Wednesday, January 1, 2014

Ancient and Modern Enlightenment: from Noosphere to Technosphere

Hope you all had a happy new year.

I have an article up on Scott Bakker's blog, on the difference between ancient and modern enlightenment. Here are the first few paragraphs:


Enlightenment is elite cognition, the seeing past collective error and illusion to a hidden reality. But the ancient idea of enlightenment differs greatly from the modern one and there may be a further shift in the postmodern era. I’ll try to shed some light on enlightenment, by pursuing these comparisons.

Ancient Enlightenment: Monism and Personification

Enlightenment in the ancient world was made possible by a falling away from our mythopoeic, nomadic prehistory. In that Paleolithic period, symbolized by the wild Enkidu in the Epic of Gilgamesh and by the biblical Adam in Eden, there was no enlightenment since everything was thoroughly personified and so nothing could have been perceived as unfamiliar or alien to the masses. The world was experienced as a noosphere, filled with mentality. Only after the rise of sedentary civilization in the Neolithic Era, when farming replaced nomadic hunting in 10,000 BCE, which allowed for much larger populations, was there a loss of that enchanted mode of experience which actually depended on a sort of blissful collective ignorance. As a population increases, the so-called Law of Oligarchy takes hold, which means that social power must be concentrated to avoid civilizational collapse. Dominance hierarchies are established and those in the lower classes become envious of the stronger and more privileged members who are sure to display their greater wealth and access to women with symbols of their higher status. By doing so, each social class learns its boundaries so that the social structure won’t be overridden, which would invite anarchy.

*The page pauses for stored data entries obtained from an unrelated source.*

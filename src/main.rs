//! Paywall gateway HTTP entrypoint.
//!
//! Launches the axum server with the paywall, checkout, and webhook routes,
//! plus the background webhook delivery worker and the idempotency sweeper.
//!
//! Environment:
//! - `.env` values loaded at startup
//! - `HOST`, `PORT` control the bind address
//! - `RUST_LOG` controls log verbosity
//! - see `config` for the full key set (`QUOTE_TTL`, `WEBHOOK_*`,
//!   `RATE_LIMIT_*`, `CIRCUIT_*`, `TOKEN_MINT`, ...)

use axum::Router;
use axum::http::Method;
use dotenvy::dotenv;
use std::collections::HashMap;
use std::net::SocketAddr;
use std::sync::Arc;
use std::time::Duration;
use tower_http::cors;
use tower_http::trace::TraceLayer;

use paygate_rs::cache::CatalogCache;
use paygate_rs::circuit_breaker::BreakerRegistry;
use paygate_rs::clock::{Clock, SystemClock};
use paygate_rs::config::Config;
use paygate_rs::gateway::PaywallGateway;
use paygate_rs::handlers::{self, AppState};
use paygate_rs::hooks::HookRegistry;
use paygate_rs::idempotency::IdempotencyStore;
use paygate_rs::quote::QuoteEngine;
use paygate_rs::rate_limit::RateLimiter;
use paygate_rs::retry::RetryPolicy;
use paygate_rs::settlement::SettlementRecorder;
use paygate_rs::sig_down::SigDown;
use paygate_rs::store::MemoryStore;
use paygate_rs::subscription::{NullSubscriptionSource, SubscriptionReconciler};
use paygate_rs::telemetry::Telemetry;
use paygate_rs::types::PaymentMethod;
use paygate_rs::verifier::{
    CardSessionVerifier, DisabledCardRail, FacilitatorVerifier, ProofVerifier,
};
use paygate_rs::webhook::{HttpNotifier, WebhookEnqueuer, WebhookWorker};

#[tokio::main]
async fn main() -> Result<(), Box<dyn std::error::Error>> {
    dotenv().ok();
    let telemetry = Telemetry::init();
    let config = Config::from_env()?;

    // Leaves first: clock, hooks, storage, then the engines, then the facade.
    let clock: Arc<dyn Clock> = Arc::new(SystemClock);
    let hooks = Arc::new(HookRegistry::standard());
    let store = Arc::new(MemoryStore::new());
    let catalog = Arc::new(CatalogCache::new(
        store.clone(),
        clock.clone(),
        Duration::from_secs(60),
    ));
    let breakers = Arc::new(BreakerRegistry::new(
        config.circuit_enabled,
        config.circuit.clone(),
        clock.clone(),
        hooks.clone(),
    ));
    let limiter = Arc::new(RateLimiter::new(
        config.rate_limit.clone(),
        clock.clone(),
        hooks.clone(),
    ));
    let idempotency = Arc::new(IdempotencyStore::new(clock.clone(), config.idempotency_ttl));

    let enqueuer = Arc::new(WebhookEnqueuer::new(
        store.clone(),
        config.delivery.clone(),
        clock.clone(),
        hooks.clone(),
    ));
    let settlement = Arc::new(SettlementRecorder::new(
        store.clone(),
        enqueuer.clone(),
        hooks.clone(),
    ));

    let card_rail = Arc::new(DisabledCardRail);
    let mut verifiers: HashMap<PaymentMethod, Arc<dyn ProofVerifier>> = HashMap::new();
    match &config.verifier_url {
        Some(url) => {
            verifiers.insert(
                PaymentMethod::Crypto,
                Arc::new(FacilitatorVerifier::new(
                    url.clone(),
                    config.verifier_timeout,
                    RetryPolicy::default(),
                    breakers.clone(),
                    hooks.clone(),
                )),
            );
        }
        None => {
            tracing::warn!("VERIFIER_URL not set, crypto proofs will not verify");
        }
    }
    verifiers.insert(
        PaymentMethod::Fiat,
        Arc::new(CardSessionVerifier::new(card_rail.clone(), breakers.clone())),
    );

    let quotes = Arc::new(QuoteEngine::new(
        catalog.clone(),
        store.clone(),
        settlement.clone(),
        verifiers,
        clock.clone(),
        hooks.clone(),
        config.quote.clone(),
    ));
    let reconciler = Arc::new(SubscriptionReconciler::new(
        store.clone(),
        Arc::new(NullSubscriptionSource),
        clock.clone(),
    ));
    let gateway = Arc::new(PaywallGateway::new(
        catalog,
        store.clone(),
        quotes,
        settlement,
        enqueuer,
        reconciler,
        card_rail,
        breakers.clone(),
        idempotency.clone(),
        hooks.clone(),
        clock.clone(),
        config.card_webhook_secret.clone(),
    ));

    let sig_down = SigDown::try_new()?;
    let shutdown = sig_down.cancellation_token();

    let worker = WebhookWorker::new(
        store,
        Arc::new(HttpNotifier::new()),
        breakers,
        hooks,
        clock,
        config.delivery.clone(),
        shutdown.clone(),
    );
    let worker_handle = worker.spawn();
    let sweeper_handle = idempotency
        .clone()
        .spawn_sweeper(Duration::from_secs(60), shutdown.clone());

    let state = Arc::new(AppState {
        gateway,
        limiter,
        idempotency,
        metrics: telemetry.prometheus.clone(),
        metrics_api_key: config.metrics_api_key.clone(),
        api_keys: config.api_keys.clone(),
    });
    let http_endpoints = Router::new()
        .merge(handlers::routes(state))
        .layer(TraceLayer::new_for_http())
        .layer(
            cors::CorsLayer::new()
                .allow_origin(cors::Any)
                .allow_methods([Method::GET, Method::POST])
                .allow_headers(cors::Any),
        );

    let addr = SocketAddr::new(config.host, config.port);
    tracing::info!("Starting server at http://{}", addr);

    let listener = tokio::net::TcpListener::bind(addr).await.map_err(|err| {
        tracing::error!("Failed to bind to {}: {}", addr, err);
        err
    })?;

    let axum_cancellation_token = shutdown.clone();
    let axum_graceful_shutdown = async move { axum_cancellation_token.cancelled().await };
    axum::serve(
        listener,
        http_endpoints.into_make_service_with_connect_info::<SocketAddr>(),
    )
    .with_graceful_shutdown(axum_graceful_shutdown)
    .await?;

    // The server is down; wind down the background tasks before exiting.
    shutdown.cancel();
    let _ = worker_handle.await;
    let _ = sweeper_handle.await;

    Ok(())
}
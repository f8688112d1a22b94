//! Caller-keyed idempotent response replay.
//!
//! Mutating HTTP calls may carry an `Idempotency-Key` header. The facade
//! consults this store before entering the core and replays the cached
//! response verbatim on a duplicate key. Entries expire after a configured
//! TTL (24 hours by default); a background sweeper evicts expired entries so
//! the map stays bounded.

use dashmap::DashMap;
use std::sync::Arc;
use std::time::Duration;
use tokio_util::sync::CancellationToken;

use crate::clock::Clock;
use crate::types::IdempotencyRecord;

/// TTL'd map from caller-supplied idempotency key to cached response.
pub struct IdempotencyStore {
    entries: DashMap<String, IdempotencyRecord>,
    clock: Arc<dyn Clock>,
    ttl: chrono::Duration,
}

impl IdempotencyStore {
    pub fn new(clock: Arc<dyn Clock>, ttl: Duration) -> Self {
        Self {
            entries: DashMap::new(),
            clock,
            ttl: chrono::Duration::from_std(ttl).unwrap_or_else(|_| chrono::Duration::hours(24)),
        }
    }

    /// The cached response for `key`, if present and not expired.
    pub fn get(&self, key: &str) -> Option<IdempotencyRecord> {
        let now = self.clock.now();
        let expired = match self.entries.get(key) {
            Some(record) if now - record.created_at < self.ttl => {
                return Some(record.clone());
            }
            Some(_) => true,
            None => false,
        };
        if expired {
            self.entries.remove(key);
        }
        None
    }

    /// Cache a response for `key`. Last writer wins; callers racing on the
    /// same key produce equivalent responses by construction.
    pub fn put(&self, key: &str, status_code: u16, response: Vec<u8>) {
        self.entries.insert(
            key.to_string(),
            IdempotencyRecord {
                key: key.to_string(),
                response,
                status_code,
                created_at: self.clock.now(),
            },
        );
    }

    /// Drop every expired entry. Returns how many were evicted.
    pub fn purge_expired(&self) -> usize {
        let now = self.clock.now();
        let before = self.entries.len();
        self.entries
            .retain(|_, record| now - record.created_at < self.ttl);
        before - self.entries.len()
    }

    /// Spawn the background eviction task. Runs until `shutdown` fires.
    pub fn spawn_sweeper(
        self: Arc<Self>,
        interval: Duration,
        shutdown: CancellationToken,
    ) -> tokio::task::JoinHandle<()> {
        let store = self;
        tokio::spawn(async move {
            loop {
                tokio::select! {
                    () = shutdown.cancelled() => break,
                    () = tokio::time::sleep(interval) => {
                        let evicted = store.purge_expired();
                        if evicted > 0 {
                            tracing::debug!(evicted, "idempotency sweeper evicted entries");
                        }
                    }
                }
            }
        })
    }
}
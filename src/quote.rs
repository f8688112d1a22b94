//! Quote engine: pricing, coupons, and the quote lifecycle.
//!
//! [`QuoteEngine::create_quote`] resolves a resource to a product price on
//! the requested rail, applies at most one explicit and one auto-apply
//! coupon, enforces the approved-stablecoin invariant for crypto pricing, and
//! mints a short-lived single-use [`Quote`].
//!
//! [`QuoteEngine::consume_quote`] is the settlement path: it dispatches the
//! submitted proof to the rail's verifier, flips the quote's single-use
//! marker, and hands the canonical signature to the settlement recorder,
//! which is where duplicate payments are rejected.

use rand::Rng;
use std::collections::{HashMap, HashSet};
use std::sync::Arc;
use std::time::Duration;
use uuid::Uuid;

use crate::cache::CatalogCache;
use crate::clock::Clock;
use crate::error::GatewayError;
use crate::hooks::HookRegistry;
use crate::settlement::SettlementRecorder;
use crate::store::Store;
use crate::types::{Coupon, DiscountType, Money, PaymentMethod, PaymentTransaction, Quote};
use crate::util::render_memo;
use crate::verifier::{PaymentProof, ProofVerifier, VerificationOutcome};

/// Engine-level configuration.
#[derive(Debug, Clone)]
pub struct QuoteConfig {
    /// Validity window of a minted quote.
    pub quote_ttl: Duration,
    /// Asset codes accepted for crypto pricing.
    pub approved_assets: HashSet<String>,
}

impl Default for QuoteConfig {
    fn default() -> Self {
        Self {
            quote_ttl: Duration::from_secs(300),
            approved_assets: ["USDC", "USDT", "EURC", "DAI"]
                .into_iter()
                .map(str::to_string)
                .collect(),
        }
    }
}

/// Mints and consumes purchase quotes.
pub struct QuoteEngine {
    catalog: Arc<CatalogCache>,
    store: Arc<dyn Store>,
    settlement: Arc<SettlementRecorder>,
    verifiers: HashMap<PaymentMethod, Arc<dyn ProofVerifier>>,
    clock: Arc<dyn Clock>,
    hooks: Arc<HookRegistry>,
    cfg: QuoteConfig,
}

fn verifier_service(method: PaymentMethod) -> &'static str {
    match method {
        PaymentMethod::Crypto => "chain_rpc",
        PaymentMethod::Fiat => "card_api",
    }
}

impl QuoteEngine {
    #[allow(clippy::too_many_arguments)]
    pub fn new(
        catalog: Arc<CatalogCache>,
        store: Arc<dyn Store>,
        settlement: Arc<SettlementRecorder>,
        verifiers: HashMap<PaymentMethod, Arc<dyn ProofVerifier>>,
        clock: Arc<dyn Clock>,
        hooks: Arc<HookRegistry>,
        cfg: QuoteConfig,
    ) -> Self {
        Self {
            catalog,
            store,
            settlement,
            verifiers,
            clock,
            hooks,
            cfg,
        }
    }

    /// Mint a priced quote for `resource_id` on `method`.
    pub async fn create_quote(
        &self,
        resource_id: &str,
        method: PaymentMethod,
        coupon_code: Option<&str>,
        wallet: Option<&str>,
    ) -> Result<Quote, GatewayError> {
        let now = self.clock.now();
        let product = self
            .catalog
            .product(resource_id)
            .await?
            .filter(|p| p.active)
            .ok_or_else(|| GatewayError::ProductNotFound(resource_id.to_string()))?;

        let price = product
            .price_for(method)
            .ok_or_else(|| GatewayError::PricingUnavailable {
                product_id: product.id.clone(),
                method,
            })?
            .clone();

        if method == PaymentMethod::Crypto && !self.cfg.approved_assets.contains(&price.asset.code)
        {
            return Err(GatewayError::UnsupportedAsset(price.asset.code.clone()));
        }

        let list_price = price.atomic;
        let mut amount = list_price;
        let mut applied_coupons = Vec::new();

        // Explicit coupon first; its failure is a hard error.
        if let Some(code) = coupon_code {
            let coupon = self.catalog.coupon(code).await?.ok_or_else(|| {
                GatewayError::CouponNotApplicable {
                    code: code.to_string(),
                    reason: "unknown coupon".to_string(),
                }
            })?;
            self.assert_coupon_applies(&coupon, &product.id, method, now)?;
            amount = coupon.apply_discount(amount);
            applied_coupons.push(coupon.code.clone());
        }

        // Then at most one auto-apply coupon, stacked on the discounted
        // amount. Auto candidates that fail validity are silently skipped.
        let auto_candidates: Vec<Coupon> = self
            .catalog
            .list_coupons()
            .await?
            .into_iter()
            .filter(|c| {
                c.auto_apply
                    && Some(c.code.as_str()) != coupon_code
                    && c.is_valid_at(now)
                    && c.applies_to_product(&product.id)
                    && c.applies_to_method(method)
            })
            .collect();
        if let Some(winner) = pick_auto_coupon(auto_candidates, amount) {
            amount = winner.apply_discount(amount);
            applied_coupons.push(winner.code);
        }

        let nonce_bytes: [u8; 12] = rand::rng().random();
        let nonce = hex::encode(nonce_bytes);
        let template = if product.memo_template.is_empty() {
            "{resource}:{nonce}"
        } else {
            product.memo_template.as_str()
        };
        let discounted = amount < list_price;
        let quote = Quote {
            quote_id: Uuid::new_v4(),
            resource_id: product.id.clone(),
            payer: wallet.map(str::to_string),
            method,
            amount,
            asset_code: price.asset.code.clone(),
            coupon_code: coupon_code.map(str::to_string),
            applied_coupons,
            original_amount: discounted.then_some(list_price),
            discount_amount: discounted.then_some(list_price - amount),
            expires_at: now
                + chrono::Duration::from_std(self.cfg.quote_ttl)
                    .unwrap_or_else(|_| chrono::Duration::minutes(5)),
            nonce: nonce.clone(),
            memo: render_memo(template, &product.id, &nonce),
            consumed: false,
        };

        self.store.save_quote(&quote).await?;
        self.hooks.quote_created(&quote);
        Ok(quote)
    }

    /// Verify a payment proof against a quote and settle it.
    pub async fn consume_quote(
        &self,
        quote_id: &Uuid,
        proof: &PaymentProof,
    ) -> Result<PaymentTransaction, GatewayError> {
        let quote = self
            .store
            .load_quote(quote_id)
            .await?
            .ok_or(GatewayError::QuoteNotFound(*quote_id))?;

        let now = self.clock.now();
        if now >= quote.expires_at {
            return Err(GatewayError::QuoteExpired {
                quote_id: *quote_id,
                expires_at: quote.expires_at,
            });
        }

        let verifier = self.verifiers.get(&quote.method).ok_or_else(|| {
            GatewayError::Internal(format!("no verifier configured for {}", quote.method))
        })?;
        let outcome = verifier
            .verify(&quote, proof)
            .await
            .map_err(|err| err.into_gateway(verifier_service(quote.method)))?;

        let (signature, payer) = match outcome {
            VerificationOutcome::Valid { signature, payer } => (signature, payer),
            VerificationOutcome::Invalid { reason } => {
                return Err(GatewayError::ProofInvalid(reason));
            }
            VerificationOutcome::Pending => return Err(GatewayError::ProofPending),
        };

        // Single-use gate. A consumed quote whose payment is on record is a
        // benign replay; a consumed quote without one means the caller must
        // re-quote.
        if !self.store.consume_quote(quote_id).await? {
            if self.store.has_payment(&signature).await? {
                return Err(GatewayError::SignatureAlreadyUsed(signature));
            }
            return Err(GatewayError::Validation(format!(
                "quote {quote_id} was already consumed"
            )));
        }

        let wallet = [
            Some(payer).filter(|p| !p.is_empty()),
            proof.wallet.clone(),
            quote.payer.clone(),
        ]
        .into_iter()
        .flatten()
        .next()
        .unwrap_or_default();

        let mut metadata = HashMap::new();
        metadata.insert(
            "quoteId".to_string(),
            serde_json::Value::String(quote.quote_id.to_string()),
        );
        metadata.insert(
            "memo".to_string(),
            serde_json::Value::String(quote.memo.clone()),
        );
        let tx = PaymentTransaction {
            signature,
            resource_id: quote.resource_id.clone(),
            wallet,
            amount: Money {
                atomic: quote.amount,
                asset: self.quote_asset(&quote).await,
            },
            method: quote.method,
            created_at: now,
            metadata,
        };

        self.settlement.record_payment(&tx).await?;

        // Usage accounting is best-effort: a failed increment is logged and
        // reported, never surfaced to the payer.
        for code in &quote.applied_coupons {
            if let Err(err) = self.catalog.increment_coupon_usage(code).await {
                tracing::warn!(code = %code, error = %err, "coupon usage increment failed");
                self.hooks.coupon_usage_drift(code, &err.to_string());
            }
        }

        Ok(tx)
    }

    /// Recover the asset descriptor for a quote from the product catalog,
    /// falling back to rail conventions when the product has vanished.
    async fn quote_asset(&self, quote: &Quote) -> crate::types::Asset {
        if let Ok(Some(product)) = self.catalog.product(&quote.resource_id).await {
            if let Some(price) = product.price_for(quote.method) {
                if price.asset.code == quote.asset_code {
                    return price.asset.clone();
                }
            }
        }
        let decimals = match quote.method {
            PaymentMethod::Fiat => 2,
            PaymentMethod::Crypto => 6,
        };
        crate::types::Asset::new(quote.asset_code.clone(), decimals)
    }

    fn assert_coupon_applies(
        &self,
        coupon: &Coupon,
        product_id: &str,
        method: PaymentMethod,
        now: chrono::DateTime<chrono::Utc>,
    ) -> Result<(), GatewayError> {
        if !coupon.active {
            return Err(GatewayError::CouponNotApplicable {
                code: coupon.code.clone(),
                reason: "coupon is inactive".to_string(),
            });
        }
        if coupon.starts_at.is_some_and(|starts| starts > now) {
            return Err(GatewayError::CouponNotApplicable {
                code: coupon.code.clone(),
                reason: "coupon is not yet active".to_string(),
            });
        }
        if coupon.expires_at.is_some_and(|expires| expires <= now) {
            return Err(GatewayError::CouponExpired(coupon.code.clone()));
        }
        if coupon
            .usage_limit
            .is_some_and(|limit| coupon.usage_count >= limit)
        {
            return Err(GatewayError::CouponUsageLimitReached(coupon.code.clone()));
        }
        if !coupon.applies_to_product(product_id) {
            return Err(GatewayError::CouponNotApplicable {
                code: coupon.code.clone(),
                reason: "coupon does not apply to this product".to_string(),
            });
        }
        if !coupon.applies_to_method(method) {
            return Err(GatewayError::CouponNotApplicable {
                code: coupon.code.clone(),
                reason: "coupon does not apply to this payment method".to_string(),
            });
        }
        Ok(())
    }
}

/// Choose the winning auto-apply coupon: largest absolute discount on the
/// current amount, ties broken by fixed-over-percentage, then value, then
/// code, so the choice is deterministic.
fn pick_auto_coupon(mut candidates: Vec<Coupon>, amount: i64) -> Option<Coupon> {
    candidates.sort_by(|a, b| {
        b.discount_amount(amount)
            .cmp(&a.discount_amount(amount))
            .then_with(|| type_rank(a.discount_type).cmp(&type_rank(b.discount_type)))
            .then_with(|| b.discount_value.cmp(&a.discount_value))
            .then_with(|| a.code.cmp(&b.code))
    });
    candidates.into_iter().next()
}

fn type_rank(discount_type: DiscountType) -> u8 {
    match discount_type {
        DiscountType::Fixed => 0,
        DiscountType::Percentage => 1,
    }
}
use base64::Engine;
use base64::engine::general_purpose::STANDARD as b64;
use serde::Serialize;
use serde::de::DeserializeOwned;
use std::borrow::Cow;
use std::fmt::Display;

/// Contains bytes of base64 encoded some other bytes.
///
/// Used for the `X-PAYMENT` header, which carries a base64-encoded JSON
/// payment proof.
#[derive(Debug, Clone, PartialEq, Eq)]
pub struct Base64Bytes<'a>(pub Cow<'a, [u8]>);

/// Errors arising while decoding a base64 JSON payload.
#[derive(Debug, thiserror::Error)]
pub enum Base64JsonError {
    #[error("invalid base64: {0}")]
    Base64(#[from] base64::DecodeError),
    #[error("invalid JSON: {0}")]
    Json(#[from] serde_json::Error),
}

impl Base64Bytes<'_> {
    /// Decode base64 string bytes to raw binary payload.
    pub fn decode(&self) -> Result<Vec<u8>, base64::DecodeError> {
        b64.decode(&self.0)
    }

    /// Encode raw binary input into base64 string bytes.
    pub fn encode<T: AsRef<[u8]>>(input: T) -> Base64Bytes<'static> {
        let encoded = b64.encode(input.as_ref());
        Base64Bytes(Cow::Owned(encoded.into_bytes()))
    }

    /// Decode the base64 payload and deserialize the inner JSON document.
    pub fn decode_json<T: DeserializeOwned>(&self) -> Result<T, Base64JsonError> {
        let raw = self.decode()?;
        Ok(serde_json::from_slice(&raw)?)
    }

    /// Serialize a value to JSON and base64-encode the result.
    pub fn encode_json<T: Serialize>(value: &T) -> Result<Base64Bytes<'static>, Base64JsonError> {
        let raw = serde_json::to_vec(value)?;
        Ok(Self::encode(raw))
    }
}

impl AsRef<[u8]> for Base64Bytes<'_> {
    fn as_ref(&self) -> &[u8] {
        self.0.as_ref()
    }
}

impl<'a> From<&'a [u8]> for Base64Bytes<'a> {
    fn from(slice: &'a [u8]) -> Self {
        Base64Bytes(Cow::Borrowed(slice))
    }
}

impl<'a> From<&'a str> for Base64Bytes<'a> {
    fn from(s: &'a str) -> Self {
        Base64Bytes(Cow::Borrowed(s.as_bytes()))
    }
}

impl Display for Base64Bytes<'_> {
    fn fmt(&self, f: &mut std::fmt::Formatter<'_>) -> std::fmt::Result {
        write!(f, "{}", String::from_utf8_lossy(self.0.as_ref()))
    }
}
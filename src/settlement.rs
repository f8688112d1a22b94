//! Settlement admission control.
//!
//! [`SettlementRecorder`] is the single writer of payment records. Admission
//! is the store's atomic unique-insert on the proof signature: exactly one
//! concurrent caller for a given signature observes success, every other
//! caller observes [`GatewayError::SignatureAlreadyUsed`], which upstream
//! layers treat as a benign duplicate.
//!
//! On admission the recorder synchronously hands a [`PaymentEvent`] to the
//! webhook enqueuer. An enqueue failure is logged and reported through the
//! storage hook but does not roll back the settlement; the payment stays
//! counted.

use std::sync::Arc;

use crate::error::GatewayError;
use crate::events::PaymentEvent;
use crate::hooks::HookRegistry;
use crate::store::{Store, StoreError};
use crate::types::PaymentTransaction;
use crate::webhook::WebhookEnqueuer;

/// Atomically records payments and fans the outcome into the webhook queue.
pub struct SettlementRecorder {
    store: Arc<dyn Store>,
    enqueuer: Arc<WebhookEnqueuer>,
    hooks: Arc<HookRegistry>,
}

impl SettlementRecorder {
    pub fn new(
        store: Arc<dyn Store>,
        enqueuer: Arc<WebhookEnqueuer>,
        hooks: Arc<HookRegistry>,
    ) -> Self {
        Self {
            store,
            enqueuer,
            hooks,
        }
    }

    /// Admit or reject the settlement for `tx.signature`.
    pub async fn record_payment(&self, tx: &PaymentTransaction) -> Result<(), GatewayError> {
        match self.store.record_payment(tx).await {
            Ok(()) => {
                self.hooks.payment_recorded(tx);
                let event = PaymentEvent::from_transaction(tx);
                if let Err(err) = self.enqueuer.enqueue_payment(event).await {
                    // The settlement is already durable; losing the webhook is
                    // recoverable from the payment record, losing the payment
                    // is not.
                    tracing::error!(
                        signature = %tx.signature,
                        error = %err,
                        "settled payment but failed to enqueue webhook"
                    );
                    self.hooks
                        .storage_error("enqueue_webhook", &err.to_string());
                }
                Ok(())
            }
            Err(StoreError::Conflict { key }) => {
                self.hooks.duplicate_payment(&key);
                Err(GatewayError::SignatureAlreadyUsed(key))
            }
            Err(err) => Err(err.into()),
        }
    }

    /// Existence probe for a recorded settlement.
    pub async fn has_payment(&self, signature: &str) -> Result<bool, GatewayError> {
        Ok(self.store.has_payment(signature).await?)
    }
}

#[cfg(test)]
mod tests {
    use super::*;
    use crate::clock::ManualClock;
    use crate::store::MemoryStore;
    use crate::types::{Money, PaymentMethod};
    use crate::webhook::DeliveryConfig;
    use std::collections::HashMap;

    fn recorder() -> (Arc<MemoryStore>, Arc<SettlementRecorder>) {
        let store = Arc::new(MemoryStore::new());
        let clock = Arc::new(ManualClock::epoch());
        let hooks = Arc::new(HookRegistry::new());
        let cfg = DeliveryConfig {
            payment_url: Some("https://merchant.example/webhooks".parse().expect("url")),
            ..DeliveryConfig::default()
        };
        let enqueuer = Arc::new(WebhookEnqueuer::new(
            store.clone(),
            cfg,
            clock,
            hooks.clone(),
        ));
        let recorder = Arc::new(SettlementRecorder::new(store.clone(), enqueuer, hooks));
        (store, recorder)
    }

    fn tx(signature: &str) -> PaymentTransaction {
        PaymentTransaction {
            signature: signature.to_string(),
            resource_id: "article-1".to_string(),
            wallet: "wallet-1".to_string(),
            amount: Money::new(1_000_000, "USDC", 6),
            method: PaymentMethod::Crypto,
            created_at: chrono::Utc::now(),
            metadata: HashMap::new(),
        }
    }

    #[tokio::test]
    async fn admission_enqueues_exactly_one_webhook() {
        let (store, recorder) = recorder();
        recorder.record_payment(&tx("sig_X")).await.expect("admit");
        assert_eq!(store.queue_depth().await.expect("depth"), 1);
        assert!(recorder.has_payment("sig_X").await.expect("probe"));
    }

    #[tokio::test]
    async fn duplicate_is_rejected_as_benign() {
        let (store, recorder) = recorder();
        recorder.record_payment(&tx("sig_X")).await.expect("admit");

        let err = recorder
            .record_payment(&tx("sig_X"))
            .await
            .expect_err("duplicate");
        assert!(matches!(err, GatewayError::SignatureAlreadyUsed(sig) if sig == "sig_X"));

        // The duplicate produced no second webhook.
        assert_eq!(store.queue_depth().await.expect("depth"), 1);
    }

    #[tokio::test]
    async fn concurrent_settlements_admit_exactly_one() {
        let (store, recorder) = recorder();

        let a = {
            let recorder = recorder.clone();
            tokio::spawn(async move { recorder.record_payment(&tx("sig_X")).await })
        };
        let b = {
            let recorder = recorder.clone();
            tokio::spawn(async move { recorder.record_payment(&tx("sig_X")).await })
        };

        let results = [a.await.expect("join"), b.await.expect("join")];
        let successes = results.iter().filter(|r| r.is_ok()).count();
        let duplicates = results
            .iter()
            .filter(|r| matches!(r, Err(GatewayError::SignatureAlreadyUsed(_))))
            .count();
        assert_eq!(successes, 1);
        assert_eq!(duplicates, 1);
        assert!(store.has_payment("sig_X").await.expect("probe"));
        assert_eq!(store.queue_depth().await.expect("depth"), 1);
    }

    #[tokio::test]
    async fn distinct_signatures_settle_independently() {
        let (store, recorder) = recorder();
        recorder.record_payment(&tx("sig_A")).await.expect("admit");
        recorder.record_payment(&tx("sig_B")).await.expect("admit");
        assert_eq!(store.queue_depth().await.expect("depth"), 2);
    }
}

As Rousseau argued, civilization was the precondition of what we might call the sin of egoism. Contrary to Rousseau, prehistoric life wasn’t utopian; at least, objectively, human life in the Paleolithic Era was likely quite savage. But the ancients seemed to have an easier time perceiving the world in magical terms, judging from the evidence of their religions and extrapolating from what we know of children’s experience, given their similar dearth of content to occupy their collective memory. Thus, even as they killed each other over trifles, the prehistoric people would have interpreted such horror as profoundly meaningful. In any case, I think Rousseau is right that civilization made possible a falling away from a kind of intrinsic innocence. Specifically, the increased social specialization led to an epistemic inequality. As food was stored and more and more people lived together, there was greater need for practical knowledge in such areas as architecture, medicine, sanitation, and warfare. The elites became decadent and alienated from nature, since they found themselves free to indulge their appetites with artificial diversions, as specialists took care of the necessities of survival such as the harvesting of food or the defense of the borders. These elites codified the myths that expressed the population’s mores, but while the uneducated majority clung to their na├»ve, anthropocentric traditions, the cynical and self-absorbed elites more likely regarded the folk tales as superstitions.


  1. Interesting, Benjamin.

    There are people in this world today, anarcho-primitives, who believe we need to return to the paleolithic era, that the great sin WAS agriculture.

  2. Yeah, there are romantics, neo-luddites, anarchists, and what Terence McKenna called archaic revivalists. Here, I mean to describe some historical transitions, without judging whether they were good or bad. I'm planning a follow-up article comparing the mythopoeic worldview with postmodern consumerism, and there I'll inevitably condemn the latter. I suppose I see the technosphere as just another Nietzschean challenge, as a temptation and a separator of the enlightened elite from the deluded and exploited rabble. We have to adapt to our environment, but there are better and worse ways of doing so, aesthetically speaking.